WHAT NEEDS TO BE DONE:
From the records below, copy every line that contains the word "long".

Records from a dataset:
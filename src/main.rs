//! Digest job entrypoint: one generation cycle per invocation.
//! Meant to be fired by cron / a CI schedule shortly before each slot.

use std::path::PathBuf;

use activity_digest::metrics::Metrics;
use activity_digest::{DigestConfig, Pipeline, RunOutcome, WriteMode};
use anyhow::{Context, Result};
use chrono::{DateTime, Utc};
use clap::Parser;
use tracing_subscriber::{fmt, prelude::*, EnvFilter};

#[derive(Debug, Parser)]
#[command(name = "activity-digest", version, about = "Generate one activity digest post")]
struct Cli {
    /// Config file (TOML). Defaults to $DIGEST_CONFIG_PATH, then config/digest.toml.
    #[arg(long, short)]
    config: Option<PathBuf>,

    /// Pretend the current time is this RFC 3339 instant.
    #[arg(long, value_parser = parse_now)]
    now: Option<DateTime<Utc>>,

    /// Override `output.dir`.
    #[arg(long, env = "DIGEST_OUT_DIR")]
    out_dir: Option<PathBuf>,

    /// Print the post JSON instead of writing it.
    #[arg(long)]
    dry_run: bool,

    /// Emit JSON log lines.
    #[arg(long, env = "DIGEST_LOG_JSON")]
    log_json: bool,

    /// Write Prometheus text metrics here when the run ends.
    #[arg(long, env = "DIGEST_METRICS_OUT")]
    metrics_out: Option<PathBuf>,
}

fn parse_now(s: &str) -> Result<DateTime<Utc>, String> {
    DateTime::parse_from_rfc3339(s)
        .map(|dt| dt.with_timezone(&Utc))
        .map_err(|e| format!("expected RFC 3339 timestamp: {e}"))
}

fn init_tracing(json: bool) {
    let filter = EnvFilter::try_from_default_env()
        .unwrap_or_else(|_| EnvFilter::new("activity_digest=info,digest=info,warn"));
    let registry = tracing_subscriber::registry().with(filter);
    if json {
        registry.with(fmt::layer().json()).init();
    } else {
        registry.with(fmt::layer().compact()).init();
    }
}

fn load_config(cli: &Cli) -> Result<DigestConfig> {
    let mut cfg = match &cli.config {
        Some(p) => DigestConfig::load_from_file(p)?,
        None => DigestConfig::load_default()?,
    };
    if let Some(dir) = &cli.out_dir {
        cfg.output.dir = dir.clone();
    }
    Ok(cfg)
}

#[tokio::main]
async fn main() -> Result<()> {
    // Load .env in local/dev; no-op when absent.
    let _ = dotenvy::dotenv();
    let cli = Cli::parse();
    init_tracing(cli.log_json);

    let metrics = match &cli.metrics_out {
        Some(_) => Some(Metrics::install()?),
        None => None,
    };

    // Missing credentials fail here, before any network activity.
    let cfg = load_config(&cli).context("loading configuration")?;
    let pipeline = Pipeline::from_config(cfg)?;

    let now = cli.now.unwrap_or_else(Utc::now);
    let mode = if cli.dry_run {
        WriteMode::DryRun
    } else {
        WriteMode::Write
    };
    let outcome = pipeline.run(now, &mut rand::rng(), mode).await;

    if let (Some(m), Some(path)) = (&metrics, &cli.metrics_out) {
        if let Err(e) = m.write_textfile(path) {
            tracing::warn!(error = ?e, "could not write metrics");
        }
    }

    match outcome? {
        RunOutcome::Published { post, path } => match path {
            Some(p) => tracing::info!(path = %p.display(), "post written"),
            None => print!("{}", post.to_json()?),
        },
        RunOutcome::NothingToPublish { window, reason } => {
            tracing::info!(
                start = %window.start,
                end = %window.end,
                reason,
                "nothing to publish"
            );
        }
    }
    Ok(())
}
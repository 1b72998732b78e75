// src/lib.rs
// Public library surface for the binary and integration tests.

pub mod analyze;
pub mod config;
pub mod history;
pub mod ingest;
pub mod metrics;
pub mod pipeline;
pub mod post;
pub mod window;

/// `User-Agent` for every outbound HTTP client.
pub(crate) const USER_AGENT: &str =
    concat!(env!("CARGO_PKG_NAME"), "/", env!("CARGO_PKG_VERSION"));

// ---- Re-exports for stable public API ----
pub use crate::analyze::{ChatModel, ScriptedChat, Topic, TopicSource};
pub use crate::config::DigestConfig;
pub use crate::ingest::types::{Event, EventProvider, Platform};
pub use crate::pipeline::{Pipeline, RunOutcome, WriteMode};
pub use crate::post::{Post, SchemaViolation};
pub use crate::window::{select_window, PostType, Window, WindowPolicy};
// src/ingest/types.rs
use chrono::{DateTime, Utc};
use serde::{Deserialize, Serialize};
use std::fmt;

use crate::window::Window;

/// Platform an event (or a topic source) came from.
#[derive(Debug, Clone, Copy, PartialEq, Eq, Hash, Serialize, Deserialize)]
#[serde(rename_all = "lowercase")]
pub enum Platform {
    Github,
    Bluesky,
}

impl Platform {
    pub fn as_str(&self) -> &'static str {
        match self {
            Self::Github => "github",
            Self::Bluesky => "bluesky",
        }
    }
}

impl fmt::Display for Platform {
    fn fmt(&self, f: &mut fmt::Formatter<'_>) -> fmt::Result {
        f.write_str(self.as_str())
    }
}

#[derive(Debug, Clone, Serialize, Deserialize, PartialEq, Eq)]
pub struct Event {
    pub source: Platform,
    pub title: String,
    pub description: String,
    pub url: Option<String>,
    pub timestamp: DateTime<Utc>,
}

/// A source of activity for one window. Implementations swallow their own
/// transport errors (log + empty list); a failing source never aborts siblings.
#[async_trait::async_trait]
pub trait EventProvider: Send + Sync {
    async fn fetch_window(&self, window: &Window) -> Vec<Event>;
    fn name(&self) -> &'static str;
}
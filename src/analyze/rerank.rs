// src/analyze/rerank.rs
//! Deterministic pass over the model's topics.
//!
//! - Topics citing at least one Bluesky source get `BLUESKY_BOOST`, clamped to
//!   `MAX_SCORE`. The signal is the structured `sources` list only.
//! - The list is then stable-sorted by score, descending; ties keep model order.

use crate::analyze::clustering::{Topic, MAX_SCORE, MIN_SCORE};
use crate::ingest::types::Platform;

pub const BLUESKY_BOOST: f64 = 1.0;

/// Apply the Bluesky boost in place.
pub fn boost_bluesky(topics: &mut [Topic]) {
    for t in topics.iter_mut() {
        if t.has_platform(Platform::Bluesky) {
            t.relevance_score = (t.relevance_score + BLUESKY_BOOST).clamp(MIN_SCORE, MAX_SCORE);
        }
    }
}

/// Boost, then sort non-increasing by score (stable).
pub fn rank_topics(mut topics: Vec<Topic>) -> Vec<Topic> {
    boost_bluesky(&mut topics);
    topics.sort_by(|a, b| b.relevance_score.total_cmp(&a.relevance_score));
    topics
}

---

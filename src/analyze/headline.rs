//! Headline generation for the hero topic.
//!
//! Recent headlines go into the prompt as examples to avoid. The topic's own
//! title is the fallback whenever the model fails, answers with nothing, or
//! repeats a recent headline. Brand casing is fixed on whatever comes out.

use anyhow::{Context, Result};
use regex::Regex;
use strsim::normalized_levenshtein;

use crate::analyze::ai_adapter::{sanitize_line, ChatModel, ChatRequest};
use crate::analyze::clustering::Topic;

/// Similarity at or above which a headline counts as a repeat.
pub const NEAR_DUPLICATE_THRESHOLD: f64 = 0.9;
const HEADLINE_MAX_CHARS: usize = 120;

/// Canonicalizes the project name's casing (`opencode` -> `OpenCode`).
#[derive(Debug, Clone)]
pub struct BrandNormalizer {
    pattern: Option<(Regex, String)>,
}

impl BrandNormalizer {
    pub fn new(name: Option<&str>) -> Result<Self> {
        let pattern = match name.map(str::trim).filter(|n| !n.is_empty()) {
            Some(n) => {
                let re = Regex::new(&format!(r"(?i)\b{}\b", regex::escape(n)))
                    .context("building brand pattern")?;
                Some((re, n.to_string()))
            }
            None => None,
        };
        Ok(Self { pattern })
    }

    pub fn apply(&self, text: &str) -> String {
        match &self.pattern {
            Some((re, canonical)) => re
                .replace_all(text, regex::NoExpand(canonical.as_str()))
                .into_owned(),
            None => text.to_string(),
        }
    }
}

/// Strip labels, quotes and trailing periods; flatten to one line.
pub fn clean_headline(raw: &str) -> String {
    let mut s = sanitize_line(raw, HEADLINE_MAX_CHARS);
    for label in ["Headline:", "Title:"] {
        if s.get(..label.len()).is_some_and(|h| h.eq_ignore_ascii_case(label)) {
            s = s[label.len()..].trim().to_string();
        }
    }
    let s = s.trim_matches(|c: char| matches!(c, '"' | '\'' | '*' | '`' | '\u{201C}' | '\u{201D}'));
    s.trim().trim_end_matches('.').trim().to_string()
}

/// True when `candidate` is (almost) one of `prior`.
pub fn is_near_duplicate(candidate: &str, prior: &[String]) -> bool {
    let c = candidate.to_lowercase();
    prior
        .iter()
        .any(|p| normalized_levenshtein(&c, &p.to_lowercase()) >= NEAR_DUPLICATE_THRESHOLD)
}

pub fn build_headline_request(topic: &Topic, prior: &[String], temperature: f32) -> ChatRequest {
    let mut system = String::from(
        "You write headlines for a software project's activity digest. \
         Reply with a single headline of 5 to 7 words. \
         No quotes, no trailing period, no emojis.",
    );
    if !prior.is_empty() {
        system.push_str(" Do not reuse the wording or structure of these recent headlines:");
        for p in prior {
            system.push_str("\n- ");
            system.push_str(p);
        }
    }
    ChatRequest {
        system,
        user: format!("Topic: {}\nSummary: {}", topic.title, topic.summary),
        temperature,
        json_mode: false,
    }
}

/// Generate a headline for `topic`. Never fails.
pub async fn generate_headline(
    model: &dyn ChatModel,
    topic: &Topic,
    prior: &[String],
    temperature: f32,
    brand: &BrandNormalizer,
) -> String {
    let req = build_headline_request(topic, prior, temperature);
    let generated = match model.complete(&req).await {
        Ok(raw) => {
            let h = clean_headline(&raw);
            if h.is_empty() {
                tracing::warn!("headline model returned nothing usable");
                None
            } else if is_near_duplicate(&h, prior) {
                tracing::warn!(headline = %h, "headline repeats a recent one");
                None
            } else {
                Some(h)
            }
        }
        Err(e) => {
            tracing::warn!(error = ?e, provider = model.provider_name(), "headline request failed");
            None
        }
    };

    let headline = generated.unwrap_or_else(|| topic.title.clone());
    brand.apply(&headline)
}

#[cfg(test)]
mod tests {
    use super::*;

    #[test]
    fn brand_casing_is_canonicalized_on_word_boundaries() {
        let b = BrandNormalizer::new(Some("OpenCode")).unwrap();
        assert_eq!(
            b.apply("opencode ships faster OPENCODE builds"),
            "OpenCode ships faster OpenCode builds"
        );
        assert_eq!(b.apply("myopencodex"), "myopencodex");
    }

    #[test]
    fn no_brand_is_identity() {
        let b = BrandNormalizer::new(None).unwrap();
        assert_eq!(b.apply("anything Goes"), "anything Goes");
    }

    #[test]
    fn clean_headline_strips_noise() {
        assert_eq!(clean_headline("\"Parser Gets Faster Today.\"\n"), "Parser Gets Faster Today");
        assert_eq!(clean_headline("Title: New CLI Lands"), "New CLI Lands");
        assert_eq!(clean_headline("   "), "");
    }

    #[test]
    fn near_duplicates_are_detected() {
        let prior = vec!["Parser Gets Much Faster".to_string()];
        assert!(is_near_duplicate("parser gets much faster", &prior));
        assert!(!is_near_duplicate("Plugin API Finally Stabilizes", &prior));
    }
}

OUTPUT BELOW:
    #[arg(long, short)]
    #[arg(long, value_parser = parse_now)]
    #[arg(long, env = "DIGEST_OUT_DIR")]
    #[arg(long)]
    #[arg(long, env = "DIGEST_LOG_JSON")]
    #[arg(long, env = "DIGEST_METRICS_OUT")]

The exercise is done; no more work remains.